(SOURCE RECORDS Opens)

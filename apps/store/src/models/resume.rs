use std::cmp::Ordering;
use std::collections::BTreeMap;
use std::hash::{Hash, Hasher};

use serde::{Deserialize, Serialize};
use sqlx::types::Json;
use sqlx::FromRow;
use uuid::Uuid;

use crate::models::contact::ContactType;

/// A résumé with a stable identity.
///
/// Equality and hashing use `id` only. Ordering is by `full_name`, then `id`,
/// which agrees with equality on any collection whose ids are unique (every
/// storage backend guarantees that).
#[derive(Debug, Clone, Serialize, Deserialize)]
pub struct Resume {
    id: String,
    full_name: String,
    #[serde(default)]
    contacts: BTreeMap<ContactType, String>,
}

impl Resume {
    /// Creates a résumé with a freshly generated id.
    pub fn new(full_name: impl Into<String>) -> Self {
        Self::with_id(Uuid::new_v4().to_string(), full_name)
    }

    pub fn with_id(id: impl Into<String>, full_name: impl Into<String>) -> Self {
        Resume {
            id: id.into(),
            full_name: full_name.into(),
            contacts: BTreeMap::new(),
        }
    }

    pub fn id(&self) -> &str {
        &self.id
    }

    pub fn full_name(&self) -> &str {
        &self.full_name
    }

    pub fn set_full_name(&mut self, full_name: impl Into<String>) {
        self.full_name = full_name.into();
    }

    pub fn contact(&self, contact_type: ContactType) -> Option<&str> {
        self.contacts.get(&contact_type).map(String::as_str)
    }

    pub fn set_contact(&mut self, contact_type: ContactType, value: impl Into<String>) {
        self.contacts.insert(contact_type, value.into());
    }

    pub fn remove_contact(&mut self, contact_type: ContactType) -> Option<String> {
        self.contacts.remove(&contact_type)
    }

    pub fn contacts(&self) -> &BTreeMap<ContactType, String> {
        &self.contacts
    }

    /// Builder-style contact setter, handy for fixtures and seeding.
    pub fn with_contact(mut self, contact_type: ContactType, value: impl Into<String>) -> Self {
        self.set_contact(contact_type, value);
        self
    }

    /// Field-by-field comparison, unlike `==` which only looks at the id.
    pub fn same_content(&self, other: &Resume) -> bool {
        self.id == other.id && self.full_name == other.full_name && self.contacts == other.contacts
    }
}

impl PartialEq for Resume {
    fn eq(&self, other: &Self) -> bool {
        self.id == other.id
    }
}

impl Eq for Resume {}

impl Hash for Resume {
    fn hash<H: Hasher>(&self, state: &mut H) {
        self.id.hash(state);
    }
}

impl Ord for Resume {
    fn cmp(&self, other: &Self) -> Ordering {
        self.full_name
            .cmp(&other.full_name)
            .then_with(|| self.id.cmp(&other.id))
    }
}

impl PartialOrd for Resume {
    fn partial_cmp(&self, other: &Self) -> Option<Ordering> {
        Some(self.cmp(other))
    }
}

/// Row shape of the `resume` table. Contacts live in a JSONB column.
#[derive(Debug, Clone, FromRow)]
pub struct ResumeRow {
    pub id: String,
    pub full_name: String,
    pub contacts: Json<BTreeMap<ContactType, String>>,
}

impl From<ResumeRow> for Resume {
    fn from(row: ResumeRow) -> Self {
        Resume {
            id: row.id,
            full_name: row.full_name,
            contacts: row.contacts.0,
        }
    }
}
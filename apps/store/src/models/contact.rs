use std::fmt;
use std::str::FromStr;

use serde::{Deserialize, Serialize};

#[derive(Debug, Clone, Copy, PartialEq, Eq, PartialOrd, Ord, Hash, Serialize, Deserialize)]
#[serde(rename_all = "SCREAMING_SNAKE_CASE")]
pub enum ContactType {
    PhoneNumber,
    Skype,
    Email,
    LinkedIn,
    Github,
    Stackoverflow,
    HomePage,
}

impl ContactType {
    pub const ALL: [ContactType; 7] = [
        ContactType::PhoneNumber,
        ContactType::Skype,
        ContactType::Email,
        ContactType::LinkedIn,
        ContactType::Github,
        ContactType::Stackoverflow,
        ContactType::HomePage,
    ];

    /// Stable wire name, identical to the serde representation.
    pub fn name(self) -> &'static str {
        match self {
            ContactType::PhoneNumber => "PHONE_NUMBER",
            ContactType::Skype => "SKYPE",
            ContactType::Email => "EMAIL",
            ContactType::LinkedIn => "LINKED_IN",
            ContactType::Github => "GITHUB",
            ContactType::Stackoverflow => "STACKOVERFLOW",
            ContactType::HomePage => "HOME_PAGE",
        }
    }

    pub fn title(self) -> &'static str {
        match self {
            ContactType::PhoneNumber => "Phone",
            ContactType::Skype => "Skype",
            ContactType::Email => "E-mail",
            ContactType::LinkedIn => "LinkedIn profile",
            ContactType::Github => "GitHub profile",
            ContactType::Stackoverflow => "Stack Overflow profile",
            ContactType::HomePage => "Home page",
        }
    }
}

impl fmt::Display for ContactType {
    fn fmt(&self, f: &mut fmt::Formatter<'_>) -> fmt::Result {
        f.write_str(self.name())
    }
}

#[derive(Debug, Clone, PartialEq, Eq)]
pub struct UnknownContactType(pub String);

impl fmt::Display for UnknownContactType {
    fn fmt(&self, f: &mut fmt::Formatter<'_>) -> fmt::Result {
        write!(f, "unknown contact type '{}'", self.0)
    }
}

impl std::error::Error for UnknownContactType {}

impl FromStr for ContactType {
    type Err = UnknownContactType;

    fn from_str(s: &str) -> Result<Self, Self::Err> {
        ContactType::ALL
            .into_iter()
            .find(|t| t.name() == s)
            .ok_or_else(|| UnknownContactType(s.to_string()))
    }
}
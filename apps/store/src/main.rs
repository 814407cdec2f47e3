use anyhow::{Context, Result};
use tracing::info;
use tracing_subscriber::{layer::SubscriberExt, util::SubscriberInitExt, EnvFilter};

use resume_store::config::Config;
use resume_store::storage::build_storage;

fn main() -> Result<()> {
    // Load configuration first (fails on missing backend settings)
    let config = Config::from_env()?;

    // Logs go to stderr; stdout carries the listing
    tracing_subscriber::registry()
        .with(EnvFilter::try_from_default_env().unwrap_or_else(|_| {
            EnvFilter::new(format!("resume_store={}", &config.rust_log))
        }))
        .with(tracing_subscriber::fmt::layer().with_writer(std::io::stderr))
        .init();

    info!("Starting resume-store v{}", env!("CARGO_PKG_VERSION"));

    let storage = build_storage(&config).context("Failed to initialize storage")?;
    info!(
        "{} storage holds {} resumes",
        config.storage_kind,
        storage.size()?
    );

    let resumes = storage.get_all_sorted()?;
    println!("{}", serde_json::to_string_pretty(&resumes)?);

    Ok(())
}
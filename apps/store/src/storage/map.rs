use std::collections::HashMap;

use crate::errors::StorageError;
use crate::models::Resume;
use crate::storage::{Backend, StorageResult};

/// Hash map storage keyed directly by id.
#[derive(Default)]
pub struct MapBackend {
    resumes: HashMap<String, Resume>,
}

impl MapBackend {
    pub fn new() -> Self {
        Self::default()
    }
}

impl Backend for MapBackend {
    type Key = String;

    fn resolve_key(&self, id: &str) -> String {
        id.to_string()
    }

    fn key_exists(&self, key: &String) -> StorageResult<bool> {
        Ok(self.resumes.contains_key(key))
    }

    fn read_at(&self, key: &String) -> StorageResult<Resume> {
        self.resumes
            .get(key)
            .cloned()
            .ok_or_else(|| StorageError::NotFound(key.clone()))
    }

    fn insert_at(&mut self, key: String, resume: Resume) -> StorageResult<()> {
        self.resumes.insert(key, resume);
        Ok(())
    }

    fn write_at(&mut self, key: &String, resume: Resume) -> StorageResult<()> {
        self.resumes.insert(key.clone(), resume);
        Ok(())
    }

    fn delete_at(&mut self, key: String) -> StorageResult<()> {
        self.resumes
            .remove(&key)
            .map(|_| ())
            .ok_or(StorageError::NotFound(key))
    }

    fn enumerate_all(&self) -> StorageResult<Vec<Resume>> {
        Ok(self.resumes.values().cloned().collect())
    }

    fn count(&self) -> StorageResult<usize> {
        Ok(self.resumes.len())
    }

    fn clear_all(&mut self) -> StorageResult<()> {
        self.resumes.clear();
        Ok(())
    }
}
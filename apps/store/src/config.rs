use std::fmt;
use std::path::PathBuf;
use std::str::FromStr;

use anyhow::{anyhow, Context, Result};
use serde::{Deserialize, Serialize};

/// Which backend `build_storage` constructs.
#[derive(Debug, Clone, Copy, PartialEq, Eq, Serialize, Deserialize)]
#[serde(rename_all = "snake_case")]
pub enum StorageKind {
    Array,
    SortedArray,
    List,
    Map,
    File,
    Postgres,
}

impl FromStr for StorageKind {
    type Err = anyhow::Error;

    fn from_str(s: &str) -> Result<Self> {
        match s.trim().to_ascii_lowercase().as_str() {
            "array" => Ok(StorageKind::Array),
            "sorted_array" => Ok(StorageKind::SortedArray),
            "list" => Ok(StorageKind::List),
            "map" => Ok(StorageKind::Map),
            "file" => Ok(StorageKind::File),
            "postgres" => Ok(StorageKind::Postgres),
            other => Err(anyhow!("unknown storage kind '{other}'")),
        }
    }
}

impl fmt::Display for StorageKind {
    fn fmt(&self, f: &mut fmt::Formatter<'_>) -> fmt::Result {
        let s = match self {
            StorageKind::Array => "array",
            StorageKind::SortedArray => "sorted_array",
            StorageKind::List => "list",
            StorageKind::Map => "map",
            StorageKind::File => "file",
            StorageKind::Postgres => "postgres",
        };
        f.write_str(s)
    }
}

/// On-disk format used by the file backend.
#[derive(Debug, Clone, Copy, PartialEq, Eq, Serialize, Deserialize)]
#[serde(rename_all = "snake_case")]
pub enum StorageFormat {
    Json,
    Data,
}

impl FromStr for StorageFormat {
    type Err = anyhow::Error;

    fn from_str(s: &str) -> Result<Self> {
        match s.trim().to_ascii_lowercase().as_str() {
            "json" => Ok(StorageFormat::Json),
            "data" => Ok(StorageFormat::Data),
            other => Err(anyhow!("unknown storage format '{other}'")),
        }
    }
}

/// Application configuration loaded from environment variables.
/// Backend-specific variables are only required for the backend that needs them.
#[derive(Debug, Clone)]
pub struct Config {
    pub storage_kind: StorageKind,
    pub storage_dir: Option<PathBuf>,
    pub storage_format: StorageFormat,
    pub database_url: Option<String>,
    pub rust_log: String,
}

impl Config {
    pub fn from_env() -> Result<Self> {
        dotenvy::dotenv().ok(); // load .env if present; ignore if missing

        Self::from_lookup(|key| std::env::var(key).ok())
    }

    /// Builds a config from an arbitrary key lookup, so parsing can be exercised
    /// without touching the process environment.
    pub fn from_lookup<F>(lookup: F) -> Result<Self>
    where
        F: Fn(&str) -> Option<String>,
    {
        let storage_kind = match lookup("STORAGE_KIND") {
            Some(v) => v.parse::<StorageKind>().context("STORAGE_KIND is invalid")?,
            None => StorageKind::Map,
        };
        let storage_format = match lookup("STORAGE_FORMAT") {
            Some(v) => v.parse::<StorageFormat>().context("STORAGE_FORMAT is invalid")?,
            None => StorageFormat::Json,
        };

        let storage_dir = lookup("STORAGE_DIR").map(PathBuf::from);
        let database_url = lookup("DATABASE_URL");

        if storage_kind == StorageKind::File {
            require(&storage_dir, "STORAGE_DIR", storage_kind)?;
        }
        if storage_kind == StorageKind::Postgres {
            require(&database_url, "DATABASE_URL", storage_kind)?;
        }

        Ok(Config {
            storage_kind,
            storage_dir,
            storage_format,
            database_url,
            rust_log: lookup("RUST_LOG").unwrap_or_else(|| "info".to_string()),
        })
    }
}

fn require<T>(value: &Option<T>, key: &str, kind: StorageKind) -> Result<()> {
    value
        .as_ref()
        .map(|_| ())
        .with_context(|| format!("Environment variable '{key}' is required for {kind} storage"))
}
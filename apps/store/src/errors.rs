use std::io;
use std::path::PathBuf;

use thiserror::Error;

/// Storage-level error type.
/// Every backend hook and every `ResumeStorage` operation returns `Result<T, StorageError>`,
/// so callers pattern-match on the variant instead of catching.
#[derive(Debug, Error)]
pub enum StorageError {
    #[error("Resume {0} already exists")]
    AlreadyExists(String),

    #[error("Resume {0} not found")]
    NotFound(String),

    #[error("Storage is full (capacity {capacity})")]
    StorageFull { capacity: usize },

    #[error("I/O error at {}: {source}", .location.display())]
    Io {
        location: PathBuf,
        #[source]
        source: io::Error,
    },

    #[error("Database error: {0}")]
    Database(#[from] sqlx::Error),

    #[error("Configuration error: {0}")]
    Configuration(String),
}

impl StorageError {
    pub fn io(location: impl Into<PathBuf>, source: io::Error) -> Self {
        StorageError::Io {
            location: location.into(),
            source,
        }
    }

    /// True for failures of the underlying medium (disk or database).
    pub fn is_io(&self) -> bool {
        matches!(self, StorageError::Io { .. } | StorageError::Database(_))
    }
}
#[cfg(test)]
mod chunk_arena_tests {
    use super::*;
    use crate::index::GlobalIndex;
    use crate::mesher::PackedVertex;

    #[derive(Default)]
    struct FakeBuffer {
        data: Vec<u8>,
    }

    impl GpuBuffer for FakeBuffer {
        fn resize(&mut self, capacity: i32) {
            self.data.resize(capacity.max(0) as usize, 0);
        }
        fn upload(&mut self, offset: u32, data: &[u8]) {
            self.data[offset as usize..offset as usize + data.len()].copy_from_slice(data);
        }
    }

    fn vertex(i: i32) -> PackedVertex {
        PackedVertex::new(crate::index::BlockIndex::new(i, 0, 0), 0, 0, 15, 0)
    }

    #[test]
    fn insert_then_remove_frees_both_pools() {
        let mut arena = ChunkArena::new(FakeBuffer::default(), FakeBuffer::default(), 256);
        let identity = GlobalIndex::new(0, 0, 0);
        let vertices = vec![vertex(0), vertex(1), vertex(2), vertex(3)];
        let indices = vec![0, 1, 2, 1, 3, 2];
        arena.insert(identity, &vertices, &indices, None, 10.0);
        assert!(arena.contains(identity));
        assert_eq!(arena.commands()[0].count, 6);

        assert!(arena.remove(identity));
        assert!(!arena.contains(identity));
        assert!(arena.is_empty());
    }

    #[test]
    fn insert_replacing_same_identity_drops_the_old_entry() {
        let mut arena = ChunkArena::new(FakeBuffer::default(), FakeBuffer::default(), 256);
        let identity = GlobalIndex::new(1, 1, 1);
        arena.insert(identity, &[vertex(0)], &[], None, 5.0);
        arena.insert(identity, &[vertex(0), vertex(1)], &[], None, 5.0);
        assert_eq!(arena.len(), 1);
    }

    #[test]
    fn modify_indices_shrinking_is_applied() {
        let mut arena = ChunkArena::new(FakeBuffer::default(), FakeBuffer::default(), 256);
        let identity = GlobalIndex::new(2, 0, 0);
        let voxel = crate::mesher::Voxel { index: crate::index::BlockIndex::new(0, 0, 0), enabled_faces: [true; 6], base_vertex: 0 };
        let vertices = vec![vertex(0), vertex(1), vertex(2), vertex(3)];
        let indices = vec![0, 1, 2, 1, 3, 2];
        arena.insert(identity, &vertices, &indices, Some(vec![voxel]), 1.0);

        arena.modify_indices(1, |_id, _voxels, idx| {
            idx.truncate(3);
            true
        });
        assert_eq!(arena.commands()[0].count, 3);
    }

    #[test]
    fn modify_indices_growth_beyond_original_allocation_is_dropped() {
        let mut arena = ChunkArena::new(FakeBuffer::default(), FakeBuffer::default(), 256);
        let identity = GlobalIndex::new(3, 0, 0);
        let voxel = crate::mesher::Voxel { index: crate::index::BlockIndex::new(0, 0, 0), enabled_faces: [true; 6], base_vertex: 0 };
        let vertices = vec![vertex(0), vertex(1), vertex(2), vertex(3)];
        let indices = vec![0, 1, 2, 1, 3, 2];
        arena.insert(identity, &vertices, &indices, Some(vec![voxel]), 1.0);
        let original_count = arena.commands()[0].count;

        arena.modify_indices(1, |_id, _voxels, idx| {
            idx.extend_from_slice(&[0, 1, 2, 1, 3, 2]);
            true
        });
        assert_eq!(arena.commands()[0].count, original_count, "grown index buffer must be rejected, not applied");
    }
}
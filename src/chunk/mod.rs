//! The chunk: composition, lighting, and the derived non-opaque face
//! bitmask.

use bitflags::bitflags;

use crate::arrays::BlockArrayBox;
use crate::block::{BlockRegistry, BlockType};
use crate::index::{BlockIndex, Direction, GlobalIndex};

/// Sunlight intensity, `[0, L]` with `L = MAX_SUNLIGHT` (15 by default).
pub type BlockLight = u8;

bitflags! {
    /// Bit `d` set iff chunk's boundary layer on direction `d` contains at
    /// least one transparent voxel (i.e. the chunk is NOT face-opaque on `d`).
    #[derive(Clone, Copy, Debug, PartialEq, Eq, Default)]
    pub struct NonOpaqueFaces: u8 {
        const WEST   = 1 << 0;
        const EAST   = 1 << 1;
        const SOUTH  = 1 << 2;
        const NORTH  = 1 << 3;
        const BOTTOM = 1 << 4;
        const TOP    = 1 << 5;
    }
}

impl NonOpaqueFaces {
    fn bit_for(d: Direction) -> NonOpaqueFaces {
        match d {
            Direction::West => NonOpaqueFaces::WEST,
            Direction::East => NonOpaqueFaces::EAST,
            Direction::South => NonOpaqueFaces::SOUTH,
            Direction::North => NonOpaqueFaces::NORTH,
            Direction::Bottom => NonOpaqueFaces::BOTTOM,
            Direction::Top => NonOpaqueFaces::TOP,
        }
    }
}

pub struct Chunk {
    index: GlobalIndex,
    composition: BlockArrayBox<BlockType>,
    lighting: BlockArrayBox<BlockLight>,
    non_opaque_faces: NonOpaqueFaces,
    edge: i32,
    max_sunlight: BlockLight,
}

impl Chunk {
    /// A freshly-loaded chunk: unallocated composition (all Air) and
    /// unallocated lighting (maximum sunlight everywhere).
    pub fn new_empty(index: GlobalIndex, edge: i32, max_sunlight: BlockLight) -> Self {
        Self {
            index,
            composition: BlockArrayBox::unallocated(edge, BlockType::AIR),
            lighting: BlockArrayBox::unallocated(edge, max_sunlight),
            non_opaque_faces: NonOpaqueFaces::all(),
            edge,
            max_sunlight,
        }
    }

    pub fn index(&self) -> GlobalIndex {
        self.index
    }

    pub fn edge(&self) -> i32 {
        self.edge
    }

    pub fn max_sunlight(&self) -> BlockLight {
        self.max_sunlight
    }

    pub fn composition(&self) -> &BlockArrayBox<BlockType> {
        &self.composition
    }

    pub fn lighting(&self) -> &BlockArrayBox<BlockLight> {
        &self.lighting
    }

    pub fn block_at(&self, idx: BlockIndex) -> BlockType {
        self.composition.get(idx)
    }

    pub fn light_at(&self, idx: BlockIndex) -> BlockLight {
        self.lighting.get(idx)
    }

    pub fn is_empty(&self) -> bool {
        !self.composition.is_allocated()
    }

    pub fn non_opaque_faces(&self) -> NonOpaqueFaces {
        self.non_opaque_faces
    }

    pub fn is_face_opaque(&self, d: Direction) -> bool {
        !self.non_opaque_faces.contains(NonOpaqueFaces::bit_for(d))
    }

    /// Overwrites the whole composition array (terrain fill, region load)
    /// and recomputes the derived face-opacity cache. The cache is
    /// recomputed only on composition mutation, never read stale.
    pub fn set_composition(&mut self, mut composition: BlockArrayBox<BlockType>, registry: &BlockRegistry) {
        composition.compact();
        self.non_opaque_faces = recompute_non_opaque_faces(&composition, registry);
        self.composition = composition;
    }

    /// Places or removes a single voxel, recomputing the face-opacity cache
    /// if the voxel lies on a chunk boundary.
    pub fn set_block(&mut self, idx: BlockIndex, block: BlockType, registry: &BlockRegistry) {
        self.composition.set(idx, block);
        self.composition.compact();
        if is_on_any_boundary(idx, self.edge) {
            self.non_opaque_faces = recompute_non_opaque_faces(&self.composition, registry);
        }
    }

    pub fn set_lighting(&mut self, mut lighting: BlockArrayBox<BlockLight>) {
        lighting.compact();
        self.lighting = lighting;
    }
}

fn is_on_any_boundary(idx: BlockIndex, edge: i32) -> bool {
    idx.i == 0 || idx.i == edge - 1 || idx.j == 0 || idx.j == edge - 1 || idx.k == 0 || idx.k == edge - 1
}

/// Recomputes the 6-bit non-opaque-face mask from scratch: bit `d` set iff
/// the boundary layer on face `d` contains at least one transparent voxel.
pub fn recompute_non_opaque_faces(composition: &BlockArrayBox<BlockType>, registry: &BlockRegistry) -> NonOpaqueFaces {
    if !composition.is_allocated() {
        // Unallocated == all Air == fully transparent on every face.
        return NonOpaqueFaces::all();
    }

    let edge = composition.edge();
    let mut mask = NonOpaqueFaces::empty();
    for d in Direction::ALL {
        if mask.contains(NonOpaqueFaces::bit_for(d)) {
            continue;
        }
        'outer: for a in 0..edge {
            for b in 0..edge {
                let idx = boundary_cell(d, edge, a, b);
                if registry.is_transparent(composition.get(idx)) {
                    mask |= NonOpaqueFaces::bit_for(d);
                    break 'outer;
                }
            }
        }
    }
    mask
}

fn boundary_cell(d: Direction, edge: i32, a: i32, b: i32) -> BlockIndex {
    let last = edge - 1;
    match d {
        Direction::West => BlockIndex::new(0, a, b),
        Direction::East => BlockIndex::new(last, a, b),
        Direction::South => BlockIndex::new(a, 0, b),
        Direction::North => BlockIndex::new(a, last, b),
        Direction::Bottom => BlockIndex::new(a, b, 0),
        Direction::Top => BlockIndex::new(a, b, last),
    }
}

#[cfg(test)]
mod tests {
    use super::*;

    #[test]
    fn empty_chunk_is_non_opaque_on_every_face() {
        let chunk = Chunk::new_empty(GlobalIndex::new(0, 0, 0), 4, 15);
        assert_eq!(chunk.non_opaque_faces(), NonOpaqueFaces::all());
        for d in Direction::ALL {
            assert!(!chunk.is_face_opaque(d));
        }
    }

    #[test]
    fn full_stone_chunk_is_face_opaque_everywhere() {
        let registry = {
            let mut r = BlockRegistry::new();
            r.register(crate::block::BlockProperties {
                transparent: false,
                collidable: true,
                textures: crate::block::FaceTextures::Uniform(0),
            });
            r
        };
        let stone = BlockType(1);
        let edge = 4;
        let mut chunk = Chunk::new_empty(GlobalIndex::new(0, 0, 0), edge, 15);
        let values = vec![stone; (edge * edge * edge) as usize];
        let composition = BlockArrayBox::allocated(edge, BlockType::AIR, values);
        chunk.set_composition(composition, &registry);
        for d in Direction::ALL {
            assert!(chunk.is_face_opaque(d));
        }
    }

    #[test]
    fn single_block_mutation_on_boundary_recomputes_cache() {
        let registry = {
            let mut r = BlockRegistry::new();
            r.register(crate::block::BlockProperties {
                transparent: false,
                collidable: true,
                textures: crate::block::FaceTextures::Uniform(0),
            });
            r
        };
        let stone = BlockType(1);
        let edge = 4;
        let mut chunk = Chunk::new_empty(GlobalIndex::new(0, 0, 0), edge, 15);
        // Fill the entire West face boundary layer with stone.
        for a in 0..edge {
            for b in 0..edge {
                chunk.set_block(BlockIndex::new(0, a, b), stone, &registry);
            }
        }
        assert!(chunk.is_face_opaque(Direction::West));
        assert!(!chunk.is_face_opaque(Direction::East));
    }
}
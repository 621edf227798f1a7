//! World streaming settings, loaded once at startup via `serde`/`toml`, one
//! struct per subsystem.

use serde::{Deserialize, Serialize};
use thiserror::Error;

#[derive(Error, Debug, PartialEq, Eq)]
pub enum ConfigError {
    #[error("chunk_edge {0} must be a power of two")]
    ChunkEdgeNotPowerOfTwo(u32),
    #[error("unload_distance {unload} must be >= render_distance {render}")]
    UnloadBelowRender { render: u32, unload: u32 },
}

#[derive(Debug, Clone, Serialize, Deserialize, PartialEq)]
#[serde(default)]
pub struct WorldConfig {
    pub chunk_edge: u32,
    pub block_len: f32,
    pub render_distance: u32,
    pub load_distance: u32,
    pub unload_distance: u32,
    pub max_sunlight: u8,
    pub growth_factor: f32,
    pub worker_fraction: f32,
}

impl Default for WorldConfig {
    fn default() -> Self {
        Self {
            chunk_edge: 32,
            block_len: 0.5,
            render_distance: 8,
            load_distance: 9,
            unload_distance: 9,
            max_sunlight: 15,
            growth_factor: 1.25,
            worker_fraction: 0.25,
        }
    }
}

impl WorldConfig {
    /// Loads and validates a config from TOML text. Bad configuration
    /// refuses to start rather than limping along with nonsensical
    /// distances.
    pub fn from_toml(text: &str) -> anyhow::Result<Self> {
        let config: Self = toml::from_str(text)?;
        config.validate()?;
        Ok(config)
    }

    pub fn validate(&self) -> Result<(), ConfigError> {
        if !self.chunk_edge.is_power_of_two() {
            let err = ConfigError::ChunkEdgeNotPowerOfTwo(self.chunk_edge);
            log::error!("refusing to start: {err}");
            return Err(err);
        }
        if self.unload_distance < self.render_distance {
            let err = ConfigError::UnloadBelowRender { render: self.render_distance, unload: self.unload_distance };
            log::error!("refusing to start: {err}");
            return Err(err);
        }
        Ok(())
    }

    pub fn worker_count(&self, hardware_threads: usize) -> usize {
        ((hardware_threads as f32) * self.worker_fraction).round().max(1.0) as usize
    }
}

(SOURCE RECORDS Closes)

:: DIRECTIONS ::
Check each line in the data for the word "Uuid", then report only how many lines contain it.

:: REPLY ::
2